Reinaldo Luciano ©Direitos Autorais Reservados 

Sacis d’África



Vossos filhos, África! Filhos vossos
que tratais com tibieza
são sacis das minas que gerais
no solo rubro e branco – exangue e ossos
de um ódio antigo que ainda disseminais...
Desde a Namíbia a tíbia não há mais;
Disse “Minas, cuidado!”
De Angola, Argélia, Moçambique
produzis teus meninos e meninas sacis;
passado negro, futuro manco
por vossas insanas disputas sem sentido.

E tu, filho de África, irmão dessas meninas?
Nas minas que plantaste o que colheste?
Quando não matas, amputas...
Já não há sacis que baste?

Generais ditadores de mentes eqüestres,
senhores da guerra – imbecis
plantaram minas terrestres
e agora colhem sacis...

Reinaldo Luciano ©Direitos Autorais Reservados 


quinta-feira, 8 de março de 2012

Um dia de mulher



Um dia!
Dia da mulher...

Mulheres de um dia;
mulheres de algumas horas
e algumas, pagas...
Mulheres - algumas senhoras
e algumas, chagas...
Mulheres diminutas
mulheres de minutos...
Meninas de Maputo
e de toda a África devastada;
Mulheres de luto,
meninas mutiladas...
Mulheres de burka - escravizadas...
Apedrejadas!
Meninas da rua
à luz da lua - a infância roubada...

Mulheres vendidas!
Mulheres vendadas!
De que vale a vida?
De que vale um dia?
Não serve pra nada!



Reinaldo Luciano ©Direitos Autorais Reservados

Aquém interessa

[ ...das agruras de ser fake (falso) ou apenas um heterônimo de outra Pessoa ]


Parada [marcha]
das ressonâncias do ser
entre quatro paredes
parei.
Pariu-se Marianna
de um aborto espontâneo,
extemporâneo.

Emparedada
por mim
em mim
Marianna não há
de ser ódio.
Não há Marianna
[serôdio feto]
Afeto? Nem!

Aquém de mim, Marianna
a quem possa interessar
declara:
Não há Marianna!
Não amar,
[não há mar]
não ri
ou emana.

Por Marianna Kesler
Reinaldo Luciano ©Direitos Autorais Reservados

sábado, 11 de fevereiro de 2012

Amor sem retoques


Ecoa a voz de antigos poetas mortos

cantando amores impossíveis
e mulheres deusas ou vestais...
Amores também mortos ou retortos,
amores incríveis e irreais.
Não são amores! Não mais...

Meu amor não é amor poético
e não cabe em poesia - corpo e forma;
não segue a norma e apenas existe!
Não é alegre!
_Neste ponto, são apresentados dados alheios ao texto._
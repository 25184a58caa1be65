use std::fs;
use std::io::Write;
use std::os::unix::fs::PermissionsExt;
use std::path::{Path, PathBuf};
use std::process::{Command, Stdio};

/// Run the hook binary with `home` as `$HOME`, feeding `stdin_json` to it.
/// Returns (exit_code, stdout, stderr).
pub fn run_cli(home: &Path, stdin_json: &str) -> (i32, String, String) {
    let mut child = Command::new(env!("CARGO_BIN_EXE_session-scribe"))
        .env("HOME", home)
        .stdin(Stdio::piped())
        .stdout(Stdio::piped())
        .stderr(Stdio::piped())
        .spawn()
        .expect("failed to spawn binary");

    child
        .stdin
        .as_mut()
        .unwrap()
        .write_all(stdin_json.as_bytes())
        .unwrap();

    let output = child.wait_with_output().unwrap();
    (
        output.status.code().unwrap_or(-1),
        String::from_utf8_lossy(&output.stdout).to_string(),
        String::from_utf8_lossy(&output.stderr).to_string(),
    )
}

/// Write a stub `claude` shell script under `home` that records its argv to
/// `$HOME/claude-args.txt` and prints the given stream-json lines, then
/// point the preferences file at it.
pub fn install_stub_claude(home: &Path, stream_lines: &[&str]) -> PathBuf {
    let stub = home.join("claude-stub.sh");
    let mut script = String::from("#!/bin/sh\nprintf '%s\\n' \"$@\" > \"$HOME/claude-args.txt\"\n");
    for line in stream_lines {
        script.push_str("echo '");
        script.push_str(line);
        script.push_str("'\n");
    }
    fs::write(&stub, script).unwrap();
    fs::set_permissions(&stub, fs::Permissions::from_mode(0o755)).unwrap();

    write_prefs(home, &stub);
    stub
}

/// Write `$HOME/.claude/session-scribe.toml` pointing `claude_bin` at the
/// given path, leaving every other preference at its default.
pub fn write_prefs(home: &Path, claude_bin: &Path) {
    let claude_dir = home.join(".claude");
    fs::create_dir_all(&claude_dir).unwrap();
    fs::write(
        claude_dir.join("session-scribe.toml"),
        format!("claude_bin = \"{}\"\n", claude_bin.display()),
    )
    .unwrap();
}

/// Write a transcript file under `home` and return its path as a string.
pub fn write_transcript(home: &Path, contents: &str) -> String {
    let path = home.join("transcript.jsonl");
    fs::write(&path, contents).unwrap();
    path.to_str().unwrap().to_string()
}

/// The argv the stub `claude` was invoked with, one argument per line.
pub fn stub_args(home: &Path) -> Vec<String> {
    fs::read_to_string(home.join("claude-args.txt"))
        .unwrap_or_default()
        .lines()
        .map(String::from)
        .collect()
}

/// Path of the session log the binary writes for `session_id`.
pub fn log_path(home: &Path, session_id: &str) -> PathBuf {
    home.join(".claude")
        .join("session-logs")
        .join(format!("{session_id}.md"))
}
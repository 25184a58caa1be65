use serde::Deserialize;

// ===================================================================
// Hook Input (received via stdin, snake_case JSON)
// ===================================================================

fn default_session_id() -> String {
    "unknown".into()
}

/// The SessionEnd hook payload, deserialized from stdin JSON.
///
/// Claude Code sends more fields than we consume (`hook_event_name`,
/// `reason`, `permission_mode`); anything beyond the three we care about is
/// ignored. Each field has a default so a sparse payload still parses.
/// Only syntactically invalid JSON is fatal.
#[derive(Debug, Deserialize)]
pub struct HookInput {
    #[serde(default = "default_session_id")]
    pub session_id: String,
    #[serde(default)]
    pub transcript_path: String,
    #[serde(default)]
    pub cwd: String,
}
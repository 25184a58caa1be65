mod common;

use common::{run_cli, write_prefs, write_transcript};
use std::path::Path;

#[test]
fn rejects_invalid_stdin_json() {
    let home = tempfile::tempdir().unwrap();
    let (code, _, _) = run_cli(home.path(), "not json");
    assert_ne!(code, 0);
}

#[test]
fn rejects_non_object_stdin() {
    let home = tempfile::tempdir().unwrap();
    let (code, _, _) = run_cli(home.path(), "[1, 2, 3]");
    assert_ne!(code, 0);
}

#[test]
fn empty_object_falls_back_to_defaults_and_skips() {
    // No transcript_path means nothing to read, which is the skip path,
    // not an error.
    let home = tempfile::tempdir().unwrap();
    let (code, stdout, stderr) = run_cli(home.path(), "{}");
    assert_eq!(code, 0);
    assert_eq!(stdout, "No transcript to summarize\n");
    assert!(stderr.is_empty(), "expected no stderr, got: {stderr}");
}

#[test]
fn malformed_transcript_lines_do_not_fail_the_run() {
    let home = tempfile::tempdir().unwrap();
    // Only malformed lines: every one is skipped, so the transcript is
    // empty and the run skips cleanly.
    let transcript = write_transcript(home.path(), "{ bad\nworse\n");
    let input = format!(r#"{{"session_id":"s","transcript_path":"{transcript}","cwd":"/tmp"}}"#);
    let (code, stdout, _) = run_cli(home.path(), &input);
    assert_eq!(code, 0);
    assert_eq!(stdout, "No transcript to summarize\n");
}

#[test]
fn unspawnable_summarizer_is_fatal() {
    let home = tempfile::tempdir().unwrap();
    write_prefs(home.path(), Path::new("/nonexistent/claude"));
    let transcript = write_transcript(
        home.path(),
        concat!(r#"{"type":"user","message":{"content":"hello"}}"#, "\n"),
    );

    let input = format!(r#"{{"session_id":"s","transcript_path":"{transcript}","cwd":"/tmp"}}"#);
    let (code, stdout, stderr) = run_cli(home.path(), &input);

    assert_eq!(code, 2);
    assert!(stdout.is_empty(), "expected no stdout, got: {stdout}");
    assert!(stderr.contains("session-scribe:"), "got: {stderr}");
    assert!(stderr.contains("spawning"), "got: {stderr}");
}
Não é triste...
É apenas amor e nada mais!

Não é o amor da urgência incompreendida
e nem amor de dor ou de insurgência
e nem a dor sem cor da própria vida!
É meu amor cotidiano
sem palavras de efeito ou feito afoito
no afã de um coito ansioso e insano...
É amor - simples amor - e sem retoques;
por mais que eu me recrie e me pincele
ficou rascunho assim em minha pele.





Reinaldo Luciano ©Direitos Autorais Reservados

quarta-feira, 8 de fevereiro de 2012

E isso e aquilo

Anseio amor e ardor e o resto
renegando todas as vírgulas
e as reticências dos pontos finais
nas quais não pauso o meu protesto
e não exclamo e nem pergunto
aos pontos juntos sobrepostos
se isso e aquilo são opostos
nas conjunções carnais de meus anseios
expostos na nudez destes meus versos
por isto e aquilo e tudo mais.

E antes que me cobrem travessões
ou façam digressões por inferência
eu antes canto porque insisto
e sempre, e tanto, e tanto mais por isso
resisto ao resto e a tudo mais. 

Reinaldo Luciano ©Direitos Autorais Reservados

segunda-feira, 30 de janeiro de 2012

Pequeno poema de amor, silêncio e dor


Dói mais em mim

o teu silêncio
do que já me doeu o teu amor!




Reinaldo Luciano ©Direitos Autorais Reservados

quarta-feira, 25 de janeiro de 2012

Inumana dor

 

Lixo-me para a dialética do socialismo gordo e rubicundo,
para o mercado de capitais e capitais pecados
do terço desfiado e sem rosário – espinhos, talvez.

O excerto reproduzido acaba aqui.